◆ **YOUR TASK**
Scan the entries for the word "alias". Every line that has it should be copied.

Source records:

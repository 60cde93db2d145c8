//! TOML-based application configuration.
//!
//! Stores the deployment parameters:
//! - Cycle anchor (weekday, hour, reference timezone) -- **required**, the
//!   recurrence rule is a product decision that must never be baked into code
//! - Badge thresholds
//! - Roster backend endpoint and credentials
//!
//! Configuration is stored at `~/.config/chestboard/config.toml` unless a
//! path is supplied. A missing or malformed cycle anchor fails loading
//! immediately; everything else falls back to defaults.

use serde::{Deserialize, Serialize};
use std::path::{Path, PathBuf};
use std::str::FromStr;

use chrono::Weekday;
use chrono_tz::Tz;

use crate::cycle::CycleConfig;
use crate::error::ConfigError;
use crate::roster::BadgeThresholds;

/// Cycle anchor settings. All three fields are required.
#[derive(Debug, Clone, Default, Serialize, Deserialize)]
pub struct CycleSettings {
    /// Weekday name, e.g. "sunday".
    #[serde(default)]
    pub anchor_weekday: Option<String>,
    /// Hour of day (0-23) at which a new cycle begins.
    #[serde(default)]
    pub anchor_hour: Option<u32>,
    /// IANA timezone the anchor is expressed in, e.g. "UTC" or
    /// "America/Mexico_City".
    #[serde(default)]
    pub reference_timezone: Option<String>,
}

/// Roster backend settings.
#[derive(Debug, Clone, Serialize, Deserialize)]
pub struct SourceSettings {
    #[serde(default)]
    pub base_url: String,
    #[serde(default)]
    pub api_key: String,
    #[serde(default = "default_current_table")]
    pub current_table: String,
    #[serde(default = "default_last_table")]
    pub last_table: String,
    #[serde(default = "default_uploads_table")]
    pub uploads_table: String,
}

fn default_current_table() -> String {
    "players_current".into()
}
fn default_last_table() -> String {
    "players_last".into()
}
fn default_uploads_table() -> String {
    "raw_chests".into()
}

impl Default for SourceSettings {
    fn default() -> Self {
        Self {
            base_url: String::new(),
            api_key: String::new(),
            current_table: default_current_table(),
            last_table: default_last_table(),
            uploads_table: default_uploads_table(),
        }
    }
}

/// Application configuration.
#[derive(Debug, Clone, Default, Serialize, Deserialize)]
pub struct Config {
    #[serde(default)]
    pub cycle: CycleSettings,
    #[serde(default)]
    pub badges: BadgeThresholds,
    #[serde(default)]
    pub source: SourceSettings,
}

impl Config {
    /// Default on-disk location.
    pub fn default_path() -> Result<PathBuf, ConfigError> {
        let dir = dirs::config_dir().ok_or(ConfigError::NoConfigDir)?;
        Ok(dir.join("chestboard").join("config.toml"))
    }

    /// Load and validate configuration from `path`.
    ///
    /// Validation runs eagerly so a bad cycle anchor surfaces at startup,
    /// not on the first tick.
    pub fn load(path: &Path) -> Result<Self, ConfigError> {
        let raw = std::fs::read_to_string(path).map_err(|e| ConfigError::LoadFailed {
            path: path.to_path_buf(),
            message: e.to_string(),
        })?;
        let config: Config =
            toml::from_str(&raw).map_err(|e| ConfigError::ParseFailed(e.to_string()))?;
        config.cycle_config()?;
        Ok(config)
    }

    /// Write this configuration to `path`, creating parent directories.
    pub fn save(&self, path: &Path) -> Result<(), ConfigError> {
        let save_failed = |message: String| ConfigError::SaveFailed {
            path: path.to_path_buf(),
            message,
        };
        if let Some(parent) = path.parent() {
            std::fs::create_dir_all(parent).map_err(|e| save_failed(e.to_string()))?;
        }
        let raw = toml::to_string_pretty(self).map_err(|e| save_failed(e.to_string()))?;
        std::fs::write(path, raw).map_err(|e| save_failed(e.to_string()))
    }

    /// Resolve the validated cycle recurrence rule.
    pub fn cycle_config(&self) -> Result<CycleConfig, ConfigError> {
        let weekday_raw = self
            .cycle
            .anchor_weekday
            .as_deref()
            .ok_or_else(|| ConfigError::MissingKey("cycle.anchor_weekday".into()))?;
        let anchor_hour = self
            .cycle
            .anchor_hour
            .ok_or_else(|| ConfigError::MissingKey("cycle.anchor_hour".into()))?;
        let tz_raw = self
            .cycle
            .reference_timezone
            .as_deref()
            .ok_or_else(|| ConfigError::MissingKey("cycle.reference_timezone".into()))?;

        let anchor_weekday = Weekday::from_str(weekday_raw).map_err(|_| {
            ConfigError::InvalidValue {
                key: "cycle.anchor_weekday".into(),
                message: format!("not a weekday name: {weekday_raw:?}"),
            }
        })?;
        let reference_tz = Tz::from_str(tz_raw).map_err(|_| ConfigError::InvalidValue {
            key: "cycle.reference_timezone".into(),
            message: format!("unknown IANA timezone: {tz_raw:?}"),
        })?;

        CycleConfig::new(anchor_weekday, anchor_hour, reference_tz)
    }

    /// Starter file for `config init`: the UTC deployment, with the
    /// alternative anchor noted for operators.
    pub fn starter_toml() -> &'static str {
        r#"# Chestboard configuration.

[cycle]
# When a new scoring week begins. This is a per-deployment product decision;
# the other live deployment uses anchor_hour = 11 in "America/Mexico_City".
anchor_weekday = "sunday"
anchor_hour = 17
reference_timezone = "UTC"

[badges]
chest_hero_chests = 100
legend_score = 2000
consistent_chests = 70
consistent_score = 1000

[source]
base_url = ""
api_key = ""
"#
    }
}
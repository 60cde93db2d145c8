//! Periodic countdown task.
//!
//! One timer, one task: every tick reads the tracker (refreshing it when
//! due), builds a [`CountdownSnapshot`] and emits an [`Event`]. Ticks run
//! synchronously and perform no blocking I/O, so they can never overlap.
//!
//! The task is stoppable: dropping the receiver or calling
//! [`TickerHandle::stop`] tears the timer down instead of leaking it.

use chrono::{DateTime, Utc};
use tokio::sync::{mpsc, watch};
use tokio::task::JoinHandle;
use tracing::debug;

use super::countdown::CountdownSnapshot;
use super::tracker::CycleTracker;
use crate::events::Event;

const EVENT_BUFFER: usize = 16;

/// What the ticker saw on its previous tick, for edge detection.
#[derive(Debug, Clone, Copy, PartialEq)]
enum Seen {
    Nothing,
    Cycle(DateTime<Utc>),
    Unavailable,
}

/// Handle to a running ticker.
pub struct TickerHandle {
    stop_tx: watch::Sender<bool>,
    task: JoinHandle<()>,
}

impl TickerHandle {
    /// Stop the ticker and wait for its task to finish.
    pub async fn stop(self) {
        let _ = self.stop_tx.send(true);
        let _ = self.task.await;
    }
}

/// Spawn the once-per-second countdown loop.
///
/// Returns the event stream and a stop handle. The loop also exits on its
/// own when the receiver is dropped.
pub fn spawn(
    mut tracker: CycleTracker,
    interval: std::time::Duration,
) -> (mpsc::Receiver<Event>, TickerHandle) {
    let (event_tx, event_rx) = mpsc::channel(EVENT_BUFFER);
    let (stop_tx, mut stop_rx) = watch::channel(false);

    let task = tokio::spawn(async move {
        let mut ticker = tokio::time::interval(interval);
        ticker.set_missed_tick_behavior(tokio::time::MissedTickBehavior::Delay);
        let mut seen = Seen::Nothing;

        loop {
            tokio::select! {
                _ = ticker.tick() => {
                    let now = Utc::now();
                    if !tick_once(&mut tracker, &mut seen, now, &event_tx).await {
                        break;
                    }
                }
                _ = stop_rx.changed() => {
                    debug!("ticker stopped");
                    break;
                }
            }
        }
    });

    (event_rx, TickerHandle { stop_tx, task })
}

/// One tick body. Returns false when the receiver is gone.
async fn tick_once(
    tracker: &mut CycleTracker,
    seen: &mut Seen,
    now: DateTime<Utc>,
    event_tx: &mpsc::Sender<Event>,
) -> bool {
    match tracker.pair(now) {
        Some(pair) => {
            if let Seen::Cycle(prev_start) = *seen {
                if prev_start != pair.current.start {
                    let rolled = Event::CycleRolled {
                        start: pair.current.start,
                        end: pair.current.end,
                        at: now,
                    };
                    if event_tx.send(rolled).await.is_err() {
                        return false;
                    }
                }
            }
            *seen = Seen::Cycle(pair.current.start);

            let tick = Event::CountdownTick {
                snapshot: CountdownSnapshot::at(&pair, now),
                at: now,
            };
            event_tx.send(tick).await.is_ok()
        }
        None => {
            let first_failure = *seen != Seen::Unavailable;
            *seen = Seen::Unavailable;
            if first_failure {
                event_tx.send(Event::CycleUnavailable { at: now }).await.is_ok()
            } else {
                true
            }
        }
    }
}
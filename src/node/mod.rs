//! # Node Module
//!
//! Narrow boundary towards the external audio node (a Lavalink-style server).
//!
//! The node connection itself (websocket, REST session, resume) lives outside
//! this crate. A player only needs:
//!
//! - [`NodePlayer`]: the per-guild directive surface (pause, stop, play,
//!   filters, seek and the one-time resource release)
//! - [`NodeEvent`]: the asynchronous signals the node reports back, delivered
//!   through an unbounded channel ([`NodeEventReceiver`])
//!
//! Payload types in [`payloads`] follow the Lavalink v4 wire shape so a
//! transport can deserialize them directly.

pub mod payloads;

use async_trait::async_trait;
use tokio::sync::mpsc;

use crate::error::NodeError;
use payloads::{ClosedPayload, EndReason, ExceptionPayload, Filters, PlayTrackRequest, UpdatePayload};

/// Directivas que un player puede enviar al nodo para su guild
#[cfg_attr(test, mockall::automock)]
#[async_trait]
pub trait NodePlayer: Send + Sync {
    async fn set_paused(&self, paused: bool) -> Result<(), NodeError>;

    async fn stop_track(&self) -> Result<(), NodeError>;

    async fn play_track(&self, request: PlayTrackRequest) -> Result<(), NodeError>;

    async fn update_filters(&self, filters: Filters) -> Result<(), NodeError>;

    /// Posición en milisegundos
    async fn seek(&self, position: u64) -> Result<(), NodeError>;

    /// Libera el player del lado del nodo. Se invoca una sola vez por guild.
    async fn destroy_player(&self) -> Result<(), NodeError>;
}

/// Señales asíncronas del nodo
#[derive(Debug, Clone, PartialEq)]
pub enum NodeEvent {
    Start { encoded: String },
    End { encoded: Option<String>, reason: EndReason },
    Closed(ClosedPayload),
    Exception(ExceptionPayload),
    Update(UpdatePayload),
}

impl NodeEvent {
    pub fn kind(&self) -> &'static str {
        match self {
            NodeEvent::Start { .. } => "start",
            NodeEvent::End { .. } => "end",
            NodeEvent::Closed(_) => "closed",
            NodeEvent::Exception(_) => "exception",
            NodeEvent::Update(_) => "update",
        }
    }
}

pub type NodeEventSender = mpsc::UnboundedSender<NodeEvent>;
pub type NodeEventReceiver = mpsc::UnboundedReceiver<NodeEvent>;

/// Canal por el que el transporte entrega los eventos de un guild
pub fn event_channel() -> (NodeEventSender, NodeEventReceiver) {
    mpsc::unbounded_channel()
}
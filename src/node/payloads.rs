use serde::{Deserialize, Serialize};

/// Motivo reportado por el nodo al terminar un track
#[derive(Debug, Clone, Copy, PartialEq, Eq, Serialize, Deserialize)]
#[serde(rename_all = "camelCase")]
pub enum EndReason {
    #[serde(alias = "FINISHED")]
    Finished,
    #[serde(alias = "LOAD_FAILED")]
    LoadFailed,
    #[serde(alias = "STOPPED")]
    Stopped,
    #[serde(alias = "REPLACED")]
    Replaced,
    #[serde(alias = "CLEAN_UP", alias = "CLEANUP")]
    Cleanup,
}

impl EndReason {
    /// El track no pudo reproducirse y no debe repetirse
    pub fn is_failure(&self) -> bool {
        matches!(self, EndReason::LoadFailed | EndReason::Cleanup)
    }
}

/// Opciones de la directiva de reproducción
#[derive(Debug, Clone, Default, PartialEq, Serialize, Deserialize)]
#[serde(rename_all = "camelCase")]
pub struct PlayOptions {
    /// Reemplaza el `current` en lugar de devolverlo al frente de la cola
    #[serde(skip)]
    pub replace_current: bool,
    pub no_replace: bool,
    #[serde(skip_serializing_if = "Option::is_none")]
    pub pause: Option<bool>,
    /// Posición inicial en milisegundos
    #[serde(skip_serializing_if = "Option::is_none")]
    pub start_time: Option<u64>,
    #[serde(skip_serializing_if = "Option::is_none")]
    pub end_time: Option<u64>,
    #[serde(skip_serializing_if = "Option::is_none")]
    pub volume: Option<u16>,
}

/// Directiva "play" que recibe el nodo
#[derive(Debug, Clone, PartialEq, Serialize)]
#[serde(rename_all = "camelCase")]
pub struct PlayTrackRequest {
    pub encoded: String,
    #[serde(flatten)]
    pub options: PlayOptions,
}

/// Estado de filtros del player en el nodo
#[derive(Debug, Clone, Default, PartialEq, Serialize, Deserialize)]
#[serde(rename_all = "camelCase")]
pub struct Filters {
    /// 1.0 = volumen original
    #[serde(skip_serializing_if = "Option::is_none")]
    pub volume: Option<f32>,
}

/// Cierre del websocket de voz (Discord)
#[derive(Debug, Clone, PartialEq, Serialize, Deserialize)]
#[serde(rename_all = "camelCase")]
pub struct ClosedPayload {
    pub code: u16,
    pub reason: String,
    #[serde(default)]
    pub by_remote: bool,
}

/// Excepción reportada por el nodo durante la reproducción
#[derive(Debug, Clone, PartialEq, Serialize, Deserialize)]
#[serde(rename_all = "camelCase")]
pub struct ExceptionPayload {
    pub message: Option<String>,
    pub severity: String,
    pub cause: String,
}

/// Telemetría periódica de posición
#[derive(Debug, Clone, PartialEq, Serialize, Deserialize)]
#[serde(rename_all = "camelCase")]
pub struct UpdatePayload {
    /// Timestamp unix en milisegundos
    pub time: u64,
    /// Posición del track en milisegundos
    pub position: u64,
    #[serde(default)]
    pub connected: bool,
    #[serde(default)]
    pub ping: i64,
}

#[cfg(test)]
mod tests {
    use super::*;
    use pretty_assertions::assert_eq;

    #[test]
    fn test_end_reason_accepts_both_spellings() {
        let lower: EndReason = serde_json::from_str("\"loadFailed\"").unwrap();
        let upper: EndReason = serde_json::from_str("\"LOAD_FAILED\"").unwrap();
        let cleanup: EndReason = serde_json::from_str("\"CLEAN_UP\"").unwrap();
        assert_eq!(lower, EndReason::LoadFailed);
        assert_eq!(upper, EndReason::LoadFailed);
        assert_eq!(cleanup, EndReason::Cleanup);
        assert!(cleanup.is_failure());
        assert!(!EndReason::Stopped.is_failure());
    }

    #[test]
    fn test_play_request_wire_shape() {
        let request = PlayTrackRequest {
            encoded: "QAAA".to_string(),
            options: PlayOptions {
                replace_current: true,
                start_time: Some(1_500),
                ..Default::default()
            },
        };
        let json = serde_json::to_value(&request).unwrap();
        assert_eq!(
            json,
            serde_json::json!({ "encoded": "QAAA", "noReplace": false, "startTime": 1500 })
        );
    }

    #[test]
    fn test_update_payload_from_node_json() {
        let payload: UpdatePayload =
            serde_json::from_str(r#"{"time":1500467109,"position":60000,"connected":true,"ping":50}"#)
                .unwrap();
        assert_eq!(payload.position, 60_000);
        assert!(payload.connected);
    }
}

◆ **OUTPUT BELOW**
    #[serde(alias = "FINISHED")]
    #[serde(alias = "LOAD_FAILED")]
    #[serde(alias = "STOPPED")]
    #[serde(alias = "REPLACED")]
    #[serde(alias = "CLEAN_UP", alias = "CLEANUP")]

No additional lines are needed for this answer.